• Problem requirements:
Search the data below for the word "PostgreSQL" and copy each line that holds it.

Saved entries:
_____

//! Database access layer.
//!
//! Catalog introspection and bounded reads for the engines this server
//! speaks to, behind the [`CatalogIntrospector`] trait.
//!
//! # Feature Flags
//!
//! - `mssql` - Enable Microsoft SQL Server support (enabled by default)
//! - `postgres` - Enable PostgreSQL support (enabled by default)
//!
//! # Example
//!
//! ```toml
//! # Cargo.toml - Use only PostgreSQL
//! [dependencies]
//! schema-discovery-mcp = { version = "0.1", default-features = false, features = ["postgres"] }
//! ```

pub mod connection;
pub mod dialect;
pub mod executor;
#[cfg(feature = "mssql")]
pub mod mssql;
#[cfg(feature = "postgres")]
pub mod postgres;
pub mod result;
#[cfg(test)]
pub(crate) mod testing;
pub mod traits;

pub use connection::{Connection, ConnectionInfo, Connector, DriverConnector};
pub use executor::SafeQueryExecutor;
#[cfg(feature = "mssql")]
pub use mssql::MssqlIntrospector;
#[cfg(feature = "postgres")]
pub use postgres::PostgresIntrospector;
pub use result::*;
pub use traits::CatalogIntrospector;

use crate::config::{DatabaseConfig, DatabaseType};
#[cfg(not(all(feature = "mssql", feature = "postgres")))]
use crate::error::DatabaseError;
use crate::error::DbResult;
use std::sync::Arc;

/// Open a live introspector for `config`.
///
/// # Errors
///
/// Returns [`DatabaseError::UnsupportedType`] if the requested engine is not
/// enabled via feature flags, otherwise whatever the driver reports while
/// opening the connection.
pub async fn create_introspector(config: &DatabaseConfig) -> DbResult<Arc<dyn CatalogIntrospector>> {
    match config.database_type {
        #[cfg(feature = "mssql")]
        DatabaseType::Mssql => Ok(Arc::new(MssqlIntrospector::connect(config).await?)),
        #[cfg(not(feature = "mssql"))]
        DatabaseType::Mssql => Err(DatabaseError::UnsupportedType(
            "MSSQL support not enabled. Enable the 'mssql' feature.".to_string(),
        )),

        #[cfg(feature = "postgres")]
        DatabaseType::Postgres => Ok(Arc::new(PostgresIntrospector::connect(config).await?)),
        #[cfg(not(feature = "postgres"))]
        DatabaseType::Postgres => Err(DatabaseError::UnsupportedType(
            "PostgreSQL support not enabled. Enable the 'postgres' feature.".to_string(),
        )),
    }
}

_____

• Exercise answer:
//! - `postgres` - Enable PostgreSQL support (enabled by default)
//! # Cargo.toml - Use only PostgreSQL
            "PostgreSQL support not enabled. Enable the 'postgres' feature.".to_string(),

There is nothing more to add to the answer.